In 2008, home-improvement retailer Menards made plans to expand into the Columbus market at Westland Mall, which would have been redeveloped into an open-air shopping center. But Menards announced later in the year that its expansion plans were being put on hold because of a general economic downturn at that time.

In 2012, a new Hollywood Casino was constructed and opened near the site of Westland Mall, spurring new growth in the surrounding area that had become economically depressed. Plans were announced in March to begin demolishing the mall, except for Sears, in favor of a new shopping center.

On June 6, 2017, Sears announced that its Westland store would close by early September, leaving the mall entirely empty of tenants.
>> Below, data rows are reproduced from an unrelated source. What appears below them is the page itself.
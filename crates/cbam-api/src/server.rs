//! API server implementation

use crate::Result;
use crate::{html, routes};
use axum::Router;
use axum::routing::{get, post};
use cbam_core::Estimator;
use serde::{Deserialize, Serialize};
use std::sync::Arc;
use tokio::net::TcpListener;

/// Listener settings.
#[derive(Debug, Clone, PartialEq, Eq, Serialize, Deserialize)]
#[serde(default)]
pub struct ServerConfig {
    /// Interface to bind.
    pub host: String,
    /// TCP port.
    pub port: u16,
}

impl ServerConfig {
    /// Default listening port.
    pub const DEFAULT_PORT: u16 = 5099;

    /// `host:port` for binding.
    pub fn bind_address(&self) -> String {
        format!("{}:{}", self.host, self.port)
    }
}

impl Default for ServerConfig {
    fn default() -> Self {
        Self {
            host: "127.0.0.1".to_string(),
            port: Self::DEFAULT_PORT,
        }
    }
}

/// Shared handler state.
#[derive(Clone)]
pub struct AppState {
    /// Estimator shared by all requests.
    pub estimator: Estimator,
    /// Input form, rendered once from the catalogs.
    pub form_page: Arc<str>,
}

impl AppState {
    /// State for `estimator`, pre-rendering the input form.
    pub fn new(estimator: Estimator) -> Self {
        let form_page = html::render_form(estimator.context().reference()).into();
        Self {
            estimator,
            form_page,
        }
    }
}

/// Build the application router.
pub fn router(state: AppState) -> Router {
    Router::new()
        .route("/", get(routes::index))
        .route("/compute", post(routes::compute))
        .route("/api/estimate", post(routes::api_estimate))
        .route("/health", get(routes::health))
        .with_state(state)
}

/// CBAM HTTP server
pub struct Server {
    config: ServerConfig,
    state: AppState,
}

impl Server {
    /// Create a new server instance
    pub fn new(config: ServerConfig, state: AppState) -> Self {
        Self { config, state }
    }

    /// Listener settings.
    pub fn config(&self) -> &ServerConfig {
        &self.config
    }

    /// Bind and serve until the process stops.
    pub async fn serve(self) -> Result<()> {
        let listener = TcpListener::bind(self.config.bind_address()).await?;
        tracing::info!(address = %listener.local_addr()?, "Listening");
        axum::serve(listener, router(self.state)).await?;
        Ok(())
    }
}
//! Configuration file handling.
//!
//! A TOML file with optional `[reference]`, `[comtrade]`, `[server]` and
//! `[resolution]` sections. Every field has a default, so an empty file (or
//! no file) is a valid configuration.

use cbam_api::ServerConfig;
use cbam_comtrade::ComtradeConfig;
use cbam_core::{Error, ReferenceConfig, ResolutionConfig, Result};
use serde::{Deserialize, Serialize};
use std::path::{Path, PathBuf};

/// Complete configuration for the `cbam` binary.
#[derive(Debug, Clone, Default, Serialize, Deserialize)]
#[serde(default)]
pub struct CbamConfig {
    /// Reference data location.
    pub reference: ReferenceConfig,
    /// Trade API endpoint and key.
    pub comtrade: ComtradeConfig,
    /// HTTP listener.
    pub server: ServerConfig,
    /// Country alias and EU membership overrides.
    pub resolution: ResolutionConfig,
}

/// Values supplied on the command line or through the environment.
#[derive(Debug, Clone, Default)]
pub struct Overrides {
    /// Reference data directory.
    pub emissions: Option<PathBuf>,
    /// Trade API subscription key.
    pub api_key: Option<String>,
    /// Listener interface.
    pub host: Option<String>,
    /// Listener port.
    pub port: Option<u16>,
}

impl CbamConfig {
    /// Load from `path`, or defaults when no path is given.
    pub fn load(path: Option<&Path>) -> Result<Self> {
        let Some(path) = path else {
            return Ok(Self::default());
        };
        let content = std::fs::read_to_string(path).map_err(|e| {
            Error::config(format!("Failed to read {}: {e}", path.display()))
        })?;
        Self::parse(&content)
            .map_err(|e| Error::config(format!("Failed to parse {}: {e}", path.display())))
    }

    /// Parse TOML text.
    pub fn parse(content: &str) -> std::result::Result<Self, toml::de::Error> {
        toml::from_str(content)
    }

    /// Apply command-line and environment values on top of the file.
    pub fn apply(mut self, overrides: Overrides) -> Self {
        if let Some(path) = overrides.emissions {
            self.reference.path = path;
        }
        if let Some(key) = overrides.api_key.filter(|k| !k.trim().is_empty()) {
            self.comtrade.api_key = Some(key);
        }
        if let Some(host) = overrides.host {
            self.server.host = host;
        }
        if let Some(port) = overrides.port {
            self.server.port = port;
        }
        self
    }
}

#[cfg(test)]
#[allow(clippy::unwrap_used)]
mod tests {
    use super::*;
    use std::io::Write;

    #[test]
    fn test_missing_path_is_default() {
        let config = CbamConfig::load(None).unwrap();
        assert_eq!(config.server.port, 5099);
        assert_eq!(config.reference.path, PathBuf::from("data/emissions"));
        assert!(config.comtrade.api_key.is_none());
    }

    #[test]
    fn test_load_partial_file() {
        let mut file = tempfile::NamedTempFile::new().unwrap();
        writeln!(
            file,
            r#"
[reference]
path = "/srv/cbam/reference"

[comtrade]
api_key = "abc123"

[resolution]
aliases = {{ "Viet Nam" = "Vietnam" }}
"#
        )
        .unwrap();

        let config = CbamConfig::load(Some(file.path())).unwrap();
        assert_eq!(config.reference.path, PathBuf::from("/srv/cbam/reference"));
        assert_eq!(config.reference.factors_sheet, "Sheet1.csv");
        assert_eq!(config.comtrade.api_key.as_deref(), Some("abc123"));
        assert_eq!(config.server.host, "127.0.0.1");
        let aliases = config.resolution.aliases.unwrap();
        assert_eq!(aliases["Viet Nam"], "Vietnam");
    }

    #[test]
    fn test_missing_file_is_config_error() {
        let dir = tempfile::tempdir().unwrap();
        let err = CbamConfig::load(Some(&dir.path().join("absent.toml"))).unwrap_err();
        assert!(matches!(err, Error::Config { .. }));
    }

    #[test]
    fn test_malformed_file_is_config_error() {
        let mut file = tempfile::NamedTempFile::new().unwrap();
        writeln!(file, "[server]\nport = \"not a port\"").unwrap();
        let err = CbamConfig::load(Some(file.path())).unwrap_err();
        assert!(matches!(err, Error::Config { .. }));
    }

    #[test]
    fn test_overrides_win() {
        let config = CbamConfig::default().apply(Overrides {
            emissions: Some(PathBuf::from("fixtures")),
            api_key: Some("key".to_string()),
            host: Some("0.0.0.0".to_string()),
            port: Some(8000),
        });
        assert_eq!(config.reference.path, PathBuf::from("fixtures"));
        assert_eq!(config.comtrade.api_key.as_deref(), Some("key"));
        assert_eq!(config.server.bind_address(), "0.0.0.0:8000");
    }

    #[test]
    fn test_blank_api_key_is_ignored() {
        let config = CbamConfig::default().apply(Overrides {
            api_key: Some("  ".to_string()),
            ..Overrides::default()
        });
        assert!(config.comtrade.api_key.is_none());
    }
}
The Sears portion of the lot, including the auto center just south of the main shopping building, were sold to LGR Weston in April 2019. On April 26, 2019, plans were announced to redevelop the Westland Mall site by LGR Weston of Columbus, which will become Weston Town Centre, a mixed-use development complement to the casino across the street and whose namesake is partly derived from the Easton Town Center on the opposite side of the city. LGR's sister company, Plaza Properties, is expected to demolish the mall before the end of Spring 2020. The former JCPenney store was used for community events hosted by the mall, including about six gun shows per year, which have now moved to the former Sears building. The property is under 24-hour surveillance by on-site security.

In February 3, 2023, Ohio Governor Mike DeWine announced $20,000,000+ for the revitalization of the area. Demolition began in June 2023.

The Macy's building was fully demolished in August 2023, and asbestos removal at the building took place the following month. Demolition of the Westland Mall continued into October of that year. C&E Gunshows' contract with LGR Weston expired in December 2023, and the Sears building was demolished in May 2024. The Sears Auto Center, NTB, and JCPenney structures were left standing as part of LGR's redevelopment plans. The Sears Auto Center was demolished in 2024.